The Human Condition

I feel guilty.

When I wake up, my heart doesn’t split into a thousand pieces. My head doesn’t pound with questions asking me why us, or how are we here. When I reach for a mug for my coffee, my hands don’t shake when I see Mum’s mug.

I think of her, and I miss her, but she isn’t on my mind all of the time anymore. 

How is that possible?

I love her, but how can that be true if she isn’t on my mind forever? If I don’t feel the pain of losing her, am I honouring my love for her?

I have questions and I have grief, but they don’t rule over me anymore.

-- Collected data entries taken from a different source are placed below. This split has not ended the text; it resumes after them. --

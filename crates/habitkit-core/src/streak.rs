//! Streak analytics over a habit's instance timeline.
//!
//! The crux of the domain: the current period is always open before it is
//! due, so a pending, not-yet-due instance must never count as a broken
//! streak. Only a missed period (pending and past due) breaks one.

use std::collections::BTreeMap;

use chrono::{Duration, NaiveDate};
use serde::Serialize;

use crate::error::Result;
use crate::habit::Habit;
use crate::storage::HabitDb;

/// Per-habit and overall streak report.
#[derive(Debug, Clone, Serialize)]
pub struct StreakSummary {
    pub per_habit: BTreeMap<String, u32>,
    pub overall: u32,
}

/// Length of the unbroken run of on-time completions ending at today's
/// period.
pub fn current_streak(db: &HabitDb, habit: &Habit, today: NaiveDate) -> Result<u32> {
    let mut instances = db.list_instances(&habit.id, Some(today))?;
    instances.reverse();

    let mut walk = instances.as_slice();
    if let Some(latest) = walk.first() {
        // The open current period neither counts nor breaks; the walk
        // starts at its predecessor.
        if !latest.is_completed() && latest.due_date >= today {
            walk = &walk[1..];
        }
    }

    let Some(head) = walk.first() else {
        return Ok(0);
    };

    let mut expected = head.period_start;
    let mut streak = 0;
    for instance in walk {
        if !instance.is_completed() || instance.period_start != expected {
            break;
        }
        streak += 1;
        expected = expected - Duration::days(habit.recurrence.step_days());
    }
    Ok(streak)
}

/// Longest historical run of consecutive on-time completions.
///
/// Unlike [`current_streak`] this scans the whole timeline: a broken streak
/// in the past still counts toward the maximum. The open current period
/// contributes nothing and breaks nothing.
pub fn longest_streak(db: &HabitDb, habit: &Habit, today: NaiveDate) -> Result<u32> {
    let instances = db.list_instances(&habit.id, Some(today))?;

    let mut best = 0u32;
    let mut run = 0u32;
    let mut prev: Option<NaiveDate> = None;
    for instance in &instances {
        if instance.is_completed() {
            run = match prev {
                Some(p) if habit.recurrence.next_period_start(p) == instance.period_start => {
                    run + 1
                }
                _ => 1,
            };
            best = best.max(run);
        } else {
            run = 0;
        }
        prev = Some(instance.period_start);
    }
    Ok(best)
}

/// Streak summary across all habits: longest streak per habit and the
/// overall maximum (0 when no habits exist).
pub fn longest_streak_all(db: &HabitDb, today: NaiveDate) -> Result<StreakSummary> {
    let mut per_habit = BTreeMap::new();
    let mut overall = 0;
    for habit in db.list_habits(None)? {
        let streak = longest_streak(db, &habit, today)?;
        overall = overall.max(streak);
        per_habit.insert(habit.name.clone(), streak);
    }
    Ok(StreakSummary { per_habit, overall })
}
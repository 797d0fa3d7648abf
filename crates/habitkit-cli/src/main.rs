use clap::{Parser, Subcommand};

mod commands;

#[derive(Parser)]
#[command(name = "habitkit", version, about = "Habit tracker CLI")]
struct Cli {
    #[command(subcommand)]
    command: Commands,
}

#[derive(Subcommand)]
enum Commands {
    /// Habit management
    Habit {
        #[command(subcommand)]
        action: commands::habit::HabitAction,
    },
    /// Open habit instances and completion
    Task {
        #[command(subcommand)]
        action: commands::task::TaskAction,
    },
    /// Streak analytics
    Streak {
        #[command(subcommand)]
        action: commands::streak::StreakAction,
    },
    /// Configuration management
    Config {
        #[command(subcommand)]
        action: commands::config::ConfigAction,
    },
}

fn main() {
    let cli = Cli::parse();
    let result = match cli.command {
        Commands::Habit { action } => commands::habit::run(action),
        Commands::Task { action } => commands::task::run(action),
        Commands::Streak { action } => commands::streak::run(action),
        Commands::Config { action } => commands::config::run(action),
    };

    if let Err(e) = result {
        eprintln!("error: {e}");
        std::process::exit(1);
    }
}
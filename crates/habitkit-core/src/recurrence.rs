//! Period-boundary computation for recurrence rules.
//!
//! "First" and "next" are deliberately distinct: the first period of a habit
//! may start on the reference date itself (distance 0), while advancing from
//! an existing period always moves forward by at least one day. Collapsing
//! the two would let the timeline produce a duplicate period start.

use chrono::{Datelike, Duration, NaiveDate};

use crate::habit::Recurrence;

impl Recurrence {
    /// Start of the first period on or after `after`.
    ///
    /// Daily rules start immediately. Weekly rules align forward to the
    /// pinned weekday (Monday when unpinned), 0..=6 days ahead.
    pub fn first_period_start(&self, after: NaiveDate) -> NaiveDate {
        match self {
            Recurrence::Daily => after,
            Recurrence::Weekly { weekday } => {
                let target = i64::from(weekday.unwrap_or(0));
                let current = i64::from(after.weekday().num_days_from_monday());
                after + Duration::days((target - current).rem_euclid(7))
            }
        }
    }

    /// Start of the period strictly after the one starting at `current`.
    ///
    /// Always advances by at least one day; a weekly rule on its own weekday
    /// advances by exactly seven.
    pub fn next_period_start(&self, current: NaiveDate) -> NaiveDate {
        match self {
            Recurrence::Daily => current + Duration::days(1),
            Recurrence::Weekly { .. } => self.first_period_start(current + Duration::days(1)),
        }
    }

    /// Last date on which completing the period starting at `period_start`
    /// counts as on time.
    pub fn due_date(&self, period_start: NaiveDate) -> NaiveDate {
        match self {
            Recurrence::Daily => period_start,
            // A pinned weekly period is a single-day event.
            Recurrence::Weekly { weekday: Some(_) } => period_start,
            // An unpinned weekly period spans the ISO week it starts in.
            Recurrence::Weekly { weekday: None } => {
                let to_sunday = 6 - i64::from(period_start.weekday().num_days_from_monday());
                period_start + Duration::days(to_sunday)
            }
        }
    }

    /// Length of one period in days.
    pub fn step_days(&self) -> i64 {
        match self {
            Recurrence::Daily => 1,
            Recurrence::Weekly { .. } => 7,
        }
    }
}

There were times when the heart ache was so agonising that I wished for it to be over. Now, I have ways of coping with it, that makes it no less painful, but makes it more bearable.

The human heart is not incredible, it is not beautiful, it is not powerful, like I used to think. It is just stoic. It’s just doing its job. It simply forces you to survive.

It keeps pumping, it keeps your blood moving, it keeps you functioning. The human heart is resilient.

It can be ripped open, with blood overspilling from it, beating slowly, steadily, in a graveyard of twisted and broken ribs. 

Yet somehow, it heals. And becomes thickly woven with scars. 

And yet somehow, it began to get easier. I don’t know how. I don’t know when. 

I know that I don’t think I will ever feel completely healed after losing Mummy, but it gets easier, slowly. There are still some days where I swear I feel my heart breaking. A physical ache deep in the cavities of my chest. The loss and the weight of the world just seems so unbearable, and I relive everything. Tears fall so thick and fast that they hit my chest and I scream at the silent sky. 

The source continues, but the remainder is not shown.